Brief: Please copy the lines below exactly, from the first one through the line showing "an HTML page".

Data records:
^^^^^^^^

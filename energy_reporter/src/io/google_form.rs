//! Google Form submission.
//!
//! A form accepts `POST {form_url}` with an urlencoded body whose keys are the
//! question ids (`entry.NNNN`). The endpoint answers 200 with an HTML page
//! even when a value is rejected, so the response body is logged and
//! otherwise ignored.

use async_trait::async_trait;
use indexmap::IndexMap;
use indexmap::map::Entry;
use reqwest::{Client, Url};
use snafu::{ResultExt, ensure};
use tracing::{debug, info, warn};

use crate::io::sink::{
    ForwardReceipt, InvalidUrlSnafu, ReportSink, SinkError, SubmitSnafu, UnsupportedSchemeSnafu,
};

pub struct GoogleFormSink {
    client: Client,
    url: Url,
}

impl GoogleFormSink {
    pub fn new(client: Client, url: &str) -> Result<Self, SinkError> {
        let parsed = Url::parse(url).context(InvalidUrlSnafu { url })?;
        ensure!(
            matches!(parsed.scheme(), "http" | "https"),
            UnsupportedSchemeSnafu { url }
        );
        Ok(Self { client, url: parsed })
    }
}

/// Builds the form body, one entry per destination field.
///
/// A field listed twice keeps its first position but takes the later value,
/// like repeated keys in a plain form post.
pub fn build_form(values: &[(String, f64)]) -> IndexMap<String, String> {
    let mut form = IndexMap::with_capacity(values.len());
    for (field, value) in values {
        let rendered = format_value(*value);
        match form.entry(field.clone()) {
            Entry::Occupied(mut slot) => {
                warn!(field = %field, previous = %slot.get(), value = %rendered, "duplicate destination field, overwriting");
                slot.insert(rendered);
            }
            Entry::Vacant(slot) => {
                slot.insert(rendered);
            }
        }
    }
    form
}

/// Shortest decimal rendering: `2` rather than `2.0`, `1.5`, `0.123`.
pub fn format_value(value: f64) -> String {
    format!("{value}")
}

#[async_trait]
impl ReportSink for GoogleFormSink {
    async fn forward(&self, values: &[(String, f64)]) -> Result<ForwardReceipt, SinkError> {
        let form = build_form(values);
        let pairs: Vec<(&str, &str)> = form.iter().map(|(k, v)| (k.as_str(), v.as_str())).collect();
        debug!(?pairs, "submitting report");

        let response = self
            .client
            .post(self.url.clone())
            .form(&pairs)
            .send()
            .await
            .context(SubmitSnafu)?;
        let status = response.status();
        let body = response.text().await.context(SubmitSnafu)?;

        if status.is_success() {
            info!(status = status.as_u16(), fields = form.len(), "report submitted");
        } else {
            warn!(status = status.as_u16(), fields = form.len(), "sink answered with an error status");
        }
        debug!(body = %body, "sink response");

        Ok(ForwardReceipt {
            status: status.as_u16(),
            fields: form.len(),
            body,
        })
    }
}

^^^^^^^^

Task output:
filename energy_reporter/src/io/google_form.rs
//! Google Form submission.
//!
//! A form accepts `POST {form_url}` with an urlencoded body whose keys are the
//! question ids (`entry.NNNN`). The endpoint answers 200 with an HTML page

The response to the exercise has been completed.